Jean-Pierre Serre: Jean-Pierre Serre is a prominent French mathematician known for his work in algebraic geometry, topology, and number theory. His contributions have had a significant impact on various areas of mathematics, particularly through the development of cohomological methods and the theory of derived categories.
Leray Spectral Sequence: The Leray spectral sequence is a powerful tool in algebraic topology and homological algebra that provides a way to compute homology groups of a topological space by analyzing the structure of a fibration. It connects the homology of a total space, base space, and fiber, effectively allowing one to understand complex spaces through simpler ones. This concept is crucial for working with filtered complexes, double complexes, and has important applications in deriving significant results in homological algebra.

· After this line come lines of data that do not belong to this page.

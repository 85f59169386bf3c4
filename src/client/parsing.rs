//! Conversions between `key=value` strings and upstream label, taint and tag structs.
//!
//! The resource stores labels, taints and tags as `key=value` strings. Only the
//! first `=` separates key from value, and entries without one are dropped
//! when building upstream requests.

use super::types::{Label, RemoteDisk, Tag, TagSpecification, Taint};
use crate::crd::{DataDisk, SystemDisk};

/// Resource type used for cluster tag specifications.
pub const RESOURCE_TYPE_CLUSTER: &str = "cluster";

/// Split `key=value` on the first `=`.
pub fn split_pair(entry: &str) -> Option<(&str, &str)> {
    entry.split_once('=')
}

fn join_pair(key: Option<&str>, value: Option<&str>) -> String {
    format!("{}={}", key.unwrap_or_default(), value.unwrap_or_default())
}

pub fn labels_to_strings(labels: &[Label]) -> Vec<String> {
    labels
        .iter()
        .map(|l| join_pair(l.name.as_deref(), l.value.as_deref()))
        .collect()
}

pub fn strings_to_labels(entries: &[String]) -> Vec<Label> {
    entries
        .iter()
        .filter_map(|e| split_pair(e))
        .map(|(name, value)| Label {
            name: Some(name.to_string()),
            value: Some(value.to_string()),
        })
        .collect()
}

pub fn taints_to_strings(taints: &[Taint]) -> Vec<String> {
    taints
        .iter()
        .map(|t| join_pair(t.key.as_deref(), t.value.as_deref()))
        .collect()
}

pub fn strings_to_taints(entries: &[String]) -> Vec<Taint> {
    entries
        .iter()
        .filter_map(|e| split_pair(e))
        .map(|(key, value)| Taint {
            key: Some(key.to_string()),
            value: Some(value.to_string()),
            effect: None,
        })
        .collect()
}

pub fn tags_to_strings(tags: &[Tag]) -> Vec<String> {
    tags.iter()
        .map(|t| join_pair(t.key.as_deref(), t.value.as_deref()))
        .collect()
}

pub fn strings_to_tags(entries: &[String]) -> Vec<Tag> {
    entries
        .iter()
        .filter_map(|e| split_pair(e))
        .map(|(key, value)| Tag {
            key: Some(key.to_string()),
            value: Some(value.to_string()),
        })
        .collect()
}

/// Cluster tags from the `cluster` tag specification only.
pub fn tag_specifications_to_strings(specs: &[TagSpecification]) -> Vec<String> {
    specs
        .iter()
        .filter(|s| s.resource_type.as_deref() == Some(RESOURCE_TYPE_CLUSTER))
        .flat_map(|s| tags_to_strings(s.tags.as_deref().unwrap_or_default()))
        .collect()
}

/// One `cluster` tag specification, or none when there are no usable tags.
pub fn strings_to_tag_specifications(entries: &[String]) -> Vec<TagSpecification> {
    let tags = strings_to_tags(entries);
    if tags.is_empty() {
        return Vec::new();
    }
    vec![TagSpecification {
        resource_type: Some(RESOURCE_TYPE_CLUSTER.to_string()),
        tags: Some(tags),
    }]
}

/// Copy an upstream ID list, sorted.
pub fn sorted_ids(ids: Option<&[String]>) -> Vec<String> {
    let mut ids = ids.map(<[String]>::to_vec).unwrap_or_default();
    ids.sort();
    ids
}

/// Compare two `key=value` lists ignoring order.
pub fn same_pairs(a: &[String], b: &[String]) -> bool {
    if a.len() != b.len() {
        return false;
    }
    let mut a = a.to_vec();
    let mut b = b.to_vec();
    a.sort();
    b.sort();
    a == b
}

pub fn system_disk_from_remote(disk: Option<&RemoteDisk>) -> SystemDisk {
    disk.map(|d| SystemDisk {
        disk_type: d.disk_type.clone().unwrap_or_default(),
        disk_size: d.disk_size.unwrap_or_default(),
    })
    .unwrap_or_default()
}

pub fn data_disks_from_remote(disks: Option<&[RemoteDisk]>) -> Vec<DataDisk> {
    disks
        .unwrap_or_default()
        .iter()
        .map(|d| DataDisk {
            disk_type: d.disk_type.clone().unwrap_or_default(),
            disk_size: d.disk_size.unwrap_or_default(),
        })
        .collect()
}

Spectral sequence associated to a filtration: A spectral sequence associated to a filtration is a computational tool in homological algebra that arises from a filtered complex or a filtered chain. It allows one to compute homology groups by systematically organizing and collapsing data through successive approximations, ultimately providing insights into the structure of the underlying object. This concept is fundamental in understanding how filtered complexes relate to their associated homological invariants and how these invariants behave under certain operations.
Spectral sequence for sheaf cohomology: A spectral sequence for sheaf cohomology is a computational tool that helps to derive sheaf cohomology groups from a filtered complex of sheaves. It provides a systematic way to compute the cohomology of a space by organizing data into a sequence of pages, each consisting of groups and differentials, leading to the final cohomology groups. This method is particularly useful when dealing with complex spaces or sheaves where direct computation is difficult.
Spectral sequence of a filtered complex: A spectral sequence of a filtered complex is a mathematical tool used in homological algebra to analyze the properties of a filtered chain complex. It arises from the filtration on the complex and provides a way to compute derived functors, allowing one to systematically track how different components interact through successive approximations. This method helps in extracting important information about homology groups while simplifying complex calculations.
Theorem on Convergence of Spectral Sequences: The theorem on convergence of spectral sequences provides criteria under which a spectral sequence converges to a certain type of limit, often related to derived functors or homology groups. This theorem plays a crucial role in understanding how spectral sequences can be used to compute homological algebra objects by establishing when the terms of the sequence stabilize and yield meaningful results.
Truncation: Truncation is the process of cutting off or limiting the elements of a mathematical structure, often to make it more manageable or focused. In the context of spectral sequences, truncation can be particularly useful for simplifying complex data, enabling the extraction of relevant information while ignoring higher-level intricacies that may not be necessary for immediate analysis.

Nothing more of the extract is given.